___ Supplied entries
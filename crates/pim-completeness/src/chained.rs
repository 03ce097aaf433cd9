use pim_core::{scope, Channel, Locale, ProductValue};

use crate::checker::{BackendChecker, ValueCompleteChecker};

/// An ordered list of checkers. A value is complete as soon as one checker
/// both supports it and reports it complete.
#[derive(Debug, Clone)]
pub struct ChainedChecker<C = BackendChecker> {
    checkers: Vec<C>,
}

impl<C> Default for ChainedChecker<C> {
    fn default() -> Self {
        Self {
            checkers: Vec::new(),
        }
    }
}

impl ChainedChecker<BackendChecker> {
    /// A chain holding every built-in backend checker.
    #[must_use]
    pub fn with_defaults() -> Self {
        Self {
            checkers: BackendChecker::all(),
        }
    }
}

impl<C: ValueCompleteChecker> ChainedChecker<C> {
    #[must_use]
    pub fn new() -> Self {
        Self::default()
    }

    pub fn add_checker(&mut self, checker: C) {
        self.checkers.push(checker);
    }

    #[must_use]
    pub fn with_checker(mut self, checker: C) -> Self {
        self.add_checker(checker);
        self
    }

    #[must_use]
    pub fn len(&self) -> usize {
        self.checkers.len()
    }

    #[must_use]
    pub fn is_empty(&self) -> bool {
        self.checkers.is_empty()
    }
}

impl<C: ValueCompleteChecker> ValueCompleteChecker for ChainedChecker<C> {
    fn supports_value(&self, value: &ProductValue, channel: &Channel, locale: &Locale) -> bool {
        scope::value_applies(value, &channel.code, &locale.code)
    }

    fn is_complete(&self, value: &ProductValue, channel: &Channel, locale: &Locale) -> bool {
        self.checkers.iter().any(|checker| {
            checker.supports_value(value, channel, locale)
                && checker.is_complete(value, channel, locale)
        })
    }
}

#[cfg(test)]
mod tests {
    use std::sync::atomic::{AtomicUsize, Ordering};
    use std::sync::Arc;

    use pim_core::{Attribute, AttributeType, ValueData};

    use super::*;

    /// Answers fixed verdicts and counts how often it is consulted.
    struct Scripted {
        supports: bool,
        complete: bool,
        supports_calls: Arc<AtomicUsize>,
        complete_calls: Arc<AtomicUsize>,
    }

    impl Scripted {
        fn new(supports: bool, complete: bool) -> Self {
            Self {
                supports,
                complete,
                supports_calls: Arc::new(AtomicUsize::new(0)),
                complete_calls: Arc::new(AtomicUsize::new(0)),
            }
        }
    }

    impl ValueCompleteChecker for Scripted {
        fn supports_value(&self, _: &ProductValue, _: &Channel, _: &Locale) -> bool {
            self.supports_calls.fetch_add(1, Ordering::SeqCst);
            self.supports
        }

        fn is_complete(&self, _: &ProductValue, _: &Channel, _: &Locale) -> bool {
            self.complete_calls.fetch_add(1, Ordering::SeqCst);
            self.complete
        }
    }

    fn name_value(scope: Option<&str>, locale: Option<&str>) -> ProductValue {
        let name = Arc::new(
            Attribute::new("name", AttributeType::Text)
                .with_localizable(true)
                .with_scopable(true),
        );
        ProductValue::new(name, scope, locale, ValueData::Text(Some("x".to_string()))).unwrap()
    }

    fn pair() -> (Channel, Locale) {
        (Channel::new("ecommerce", ["en_US"]), Locale::new("en_US"))
    }

    #[test]
    fn empty_chain_is_never_complete() {
        let (channel, locale) = pair();
        let chain: ChainedChecker<Scripted> = ChainedChecker::new();
        assert!(!chain.is_complete(&name_value(None, None), &channel, &locale));
    }

    #[test]
    fn unsupported_checkers_are_skipped() {
        let (channel, locale) = pair();
        let chain = ChainedChecker::new()
            .with_checker(Scripted::new(false, true))
            .with_checker(Scripted::new(true, true));
        assert!(chain.is_complete(&name_value(None, None), &channel, &locale));
    }

    #[test]
    fn supporting_but_incomplete_checker_does_not_end_the_chain() {
        let (channel, locale) = pair();
        for order in [[false, true], [true, false]] {
            let chain = ChainedChecker::new()
                .with_checker(Scripted::new(true, order[0]))
                .with_checker(Scripted::new(true, order[1]));
            assert!(
                chain.is_complete(&name_value(None, None), &channel, &locale),
                "order {order:?}"
            );
        }
    }

    #[test]
    fn first_match_stops_the_chain() {
        let (channel, locale) = pair();
        let later = Scripted::new(true, true);
        let later_supports = Arc::clone(&later.supports_calls);
        let chain = ChainedChecker::new()
            .with_checker(Scripted::new(true, true))
            .with_checker(later);

        assert!(chain.is_complete(&name_value(None, None), &channel, &locale));
        assert_eq!(later_supports.load(Ordering::SeqCst), 0);
    }

    #[test]
    fn unsupported_checker_is_never_asked_for_completeness() {
        let (channel, locale) = pair();
        let skipped = Scripted::new(false, true);
        let skipped_complete = Arc::clone(&skipped.complete_calls);
        let chain = ChainedChecker::new().with_checker(skipped);

        assert!(!chain.is_complete(&name_value(None, None), &channel, &locale));
        assert_eq!(skipped_complete.load(Ordering::SeqCst), 0);
    }

    #[test]
    fn chain_supports_value_follows_scope_rule() {
        let (channel, locale) = pair();
        let chain = ChainedChecker::with_defaults();
        assert!(chain.supports_value(&name_value(None, None), &channel, &locale));
        assert!(chain.supports_value(&name_value(Some("ecommerce"), Some("en_US")), &channel, &locale));
        assert!(!chain.supports_value(&name_value(Some("print"), None), &channel, &locale));
        assert!(!chain.supports_value(&name_value(None, Some("fr_FR")), &channel, &locale));
    }

    #[test]
    fn default_chain_checks_real_values() {
        let (channel, locale) = pair();
        let chain = ChainedChecker::with_defaults();
        assert_eq!(chain.len(), BackendChecker::all().len());
        assert!(chain.is_complete(&name_value(None, None), &channel, &locale));
        assert!(!chain.is_complete(&name_value(Some("print"), None), &channel, &locale));
    }
}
______
Print only the lines from the top of the data above down to the line holding "impl<C: ValueCompleteChecker> ChainedChecker<C>", inclusive.

• **Your response**
filename crates/pim-completeness/src/chained.rs
repository 03ce097aaf433cd9
use pim_core::{scope, Channel, Locale, ProductValue};

use crate::checker::{BackendChecker, ValueCompleteChecker};

/// An ordered list of checkers. A value is complete as soon as one checker
/// both supports it and reports it complete.
#[derive(Debug, Clone)]
pub struct ChainedChecker<C = BackendChecker> {
    checkers: Vec<C>,
}

impl<C> Default for ChainedChecker<C> {
    fn default() -> Self {
        Self {
            checkers: Vec::new(),
        }
    }
}

impl ChainedChecker<BackendChecker> {
    /// A chain holding every built-in backend checker.
    #[must_use]
    pub fn with_defaults() -> Self {
        Self {
            checkers: BackendChecker::all(),
        }
    }
}

impl<C: ValueCompleteChecker> ChainedChecker<C> {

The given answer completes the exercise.